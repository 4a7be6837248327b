use serde::{Deserialize, Serialize};
use serde_json::Value;
use tabled::{Table, Tabled, settings::Style};

use crate::{
  config::Config,
  error::{Error, Result},
};

/// Trust policy allowing the EKS service to assume the cluster role
pub const EKS_ASSUME_ROLE_POLICY: &str = r#"{
  "Version": "2008-10-17",
  "Statement": [{
    "Sid": "",
    "Effect": "Allow",
    "Principal": {
      "Service": "eks.amazonaws.com"
    },
    "Action": "sts:AssumeRole"
  }]
}"#;

/// Managed policies attached to the cluster role, in attachment order
pub const EKS_POLICY_ARNS: [&str; 2] = [
  "arn:aws:iam::aws:policy/AmazonEKSServicePolicy",
  "arn:aws:iam::aws:policy/AmazonEKSClusterPolicy",
];

/// Reference to a role declared earlier in the same run, by name
#[derive(Clone, Debug, PartialEq, Eq, Hash, Serialize, Deserialize)]
#[serde(transparent)]
pub struct RoleRef(pub String);

#[derive(Clone, Debug, PartialEq, Eq, Serialize, Deserialize)]
pub struct RoleSpec {
  pub name: String,
  pub assume_role_policy_document: String,
}

#[derive(Clone, Debug, PartialEq, Eq, Serialize, Deserialize)]
pub struct PolicyAttachment {
  pub name: String,
  pub policy_arn: String,
  pub role: RoleRef,
}

#[derive(Clone, Debug, PartialEq, Eq, Serialize, Deserialize)]
pub struct ClusterSpec {
  pub name: String,
  pub role: RoleRef,
  pub subnet_ids: Vec<String>,
}

/// A resource to be submitted, in dependency order
#[derive(Clone, Debug, PartialEq, Eq, Serialize, Deserialize)]
#[serde(tag = "kind", rename_all = "snake_case")]
pub enum ResourceSpec {
  Role(RoleSpec),
  PolicyAttachment(PolicyAttachment),
  Cluster(ClusterSpec),
}

impl ResourceSpec {
  pub fn name(&self) -> &str {
    match self {
      ResourceSpec::Role(role) => &role.name,
      ResourceSpec::PolicyAttachment(attachment) => &attachment.name,
      ResourceSpec::Cluster(cluster) => &cluster.name,
    }
  }
}

/// Identifying outputs of a created role
#[derive(Clone, Debug, PartialEq, Eq, Serialize, Deserialize)]
pub struct RoleOutputs {
  pub name: String,
  pub arn: String,
}

/// Identifying outputs of a created cluster
#[derive(Clone, Debug, PartialEq, Eq, Serialize, Deserialize)]
pub struct ClusterOutputs {
  pub name: String,
  pub arn: String,
}

/// Build the ordered resource specs for a run
///
/// Role first, then one attachment per configured policy ARN (`rpa-<index>`), then the
/// cluster. Nothing is submitted here.
pub fn declare(config: &Config) -> Result<Vec<ResourceSpec>> {
  let role = role_spec(&config.role.name, &config.role.assume_role_policy)?;
  let role_ref = RoleRef(role.name.clone());

  let mut specs = vec![ResourceSpec::Role(role)];

  for attachment in policy_attachments(&role_ref, &config.role.policy_arns)? {
    specs.push(ResourceSpec::PolicyAttachment(attachment));
  }

  specs.push(ResourceSpec::Cluster(cluster_spec(
    &config.cluster.name,
    &role_ref,
    &config.cluster.subnet_ids,
  )?));

  Ok(specs)
}

pub fn role_spec(name: &str, assume_role_policy: &str) -> Result<RoleSpec> {
  if name.trim().is_empty() {
    return Err(Error::Validation("role name must not be empty".to_string()));
  }
  validate_policy_document(assume_role_policy)?;

  Ok(RoleSpec {
    name: name.to_string(),
    assume_role_policy_document: assume_role_policy.to_string(),
  })
}

pub fn policy_attachments(role: &RoleRef, policy_arns: &[String]) -> Result<Vec<PolicyAttachment>> {
  policy_arns
    .iter()
    .enumerate()
    .map(|(i, arn)| {
      if arn.trim().is_empty() {
        return Err(Error::Validation(format!("policy ARN {i} for role {} is empty", role.0)));
      }
      Ok(PolicyAttachment {
        name: format!("rpa-{i}"),
        policy_arn: arn.to_string(),
        role: role.clone(),
      })
    })
    .collect()
}

pub fn cluster_spec(name: &str, role: &RoleRef, subnet_ids: &[String]) -> Result<ClusterSpec> {
  if name.trim().is_empty() {
    return Err(Error::Validation("cluster name must not be empty".to_string()));
  }
  if subnet_ids.is_empty() {
    return Err(Error::Validation(format!("cluster {name} requires at least one subnet")));
  }

  Ok(ClusterSpec {
    name: name.to_string(),
    role: role.clone(),
    subnet_ids: subnet_ids.to_vec(),
  })
}

#[derive(Tabled)]
#[tabled(rename_all = "UpperCase")]
struct PlanRow {
  kind: &'static str,
  name: String,
  #[tabled(rename = "DEPENDS ON")]
  depends_on: String,
  detail: String,
}

/// Tabular view of the declared resources, in submission order
pub fn to_stdout_table(specs: &[ResourceSpec]) -> String {
  let rows: Vec<PlanRow> = specs
    .iter()
    .map(|spec| match spec {
      ResourceSpec::Role(role) => PlanRow {
        kind: "role",
        name: role.name.clone(),
        depends_on: String::new(),
        detail: String::new(),
      },
      ResourceSpec::PolicyAttachment(attachment) => PlanRow {
        kind: "policy-attachment",
        name: attachment.name.clone(),
        depends_on: attachment.role.0.clone(),
        detail: attachment.policy_arn.clone(),
      },
      ResourceSpec::Cluster(cluster) => PlanRow {
        kind: "cluster",
        name: cluster.name.clone(),
        depends_on: cluster.role.0.clone(),
        detail: cluster.subnet_ids.join(", "),
      },
    })
    .collect();

  let mut table = Table::new(rows);
  table.with(Style::sharp());
  format!("{table}\n")
}

/// An IAM policy document must be a JSON object with a non-empty `Statement`
fn validate_policy_document(document: &str) -> Result<()> {
  let value: Value = serde_json::from_str(document)
    .map_err(|err| Error::Validation(format!("assume role policy is not valid JSON: {err}")))?;

  let statement = value
    .as_object()
    .and_then(|doc| doc.get("Statement"))
    .ok_or_else(|| Error::Validation("assume role policy has no Statement".to_string()))?;

  let populated = match statement {
    Value::Array(statements) => !statements.is_empty(),
    Value::Object(_) => true,
    _ => false,
  };
  if !populated {
    return Err(Error::Validation("assume role policy Statement is empty".to_string()));
  }

  Ok(())
}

----------------------------------------

What this task involves.
Please reproduce exactly the lines from the first one of the records above through the line containing "assume the cluster role", both included, and nothing else.

Problem solution.
repository 4a7be6837248327b
use serde::{Deserialize, Serialize};
use serde_json::Value;
use tabled::{Table, Tabled, settings::Style};

use crate::{
  config::Config,
  error::{Error, Result},
};

/// Trust policy allowing the EKS service to assume the cluster role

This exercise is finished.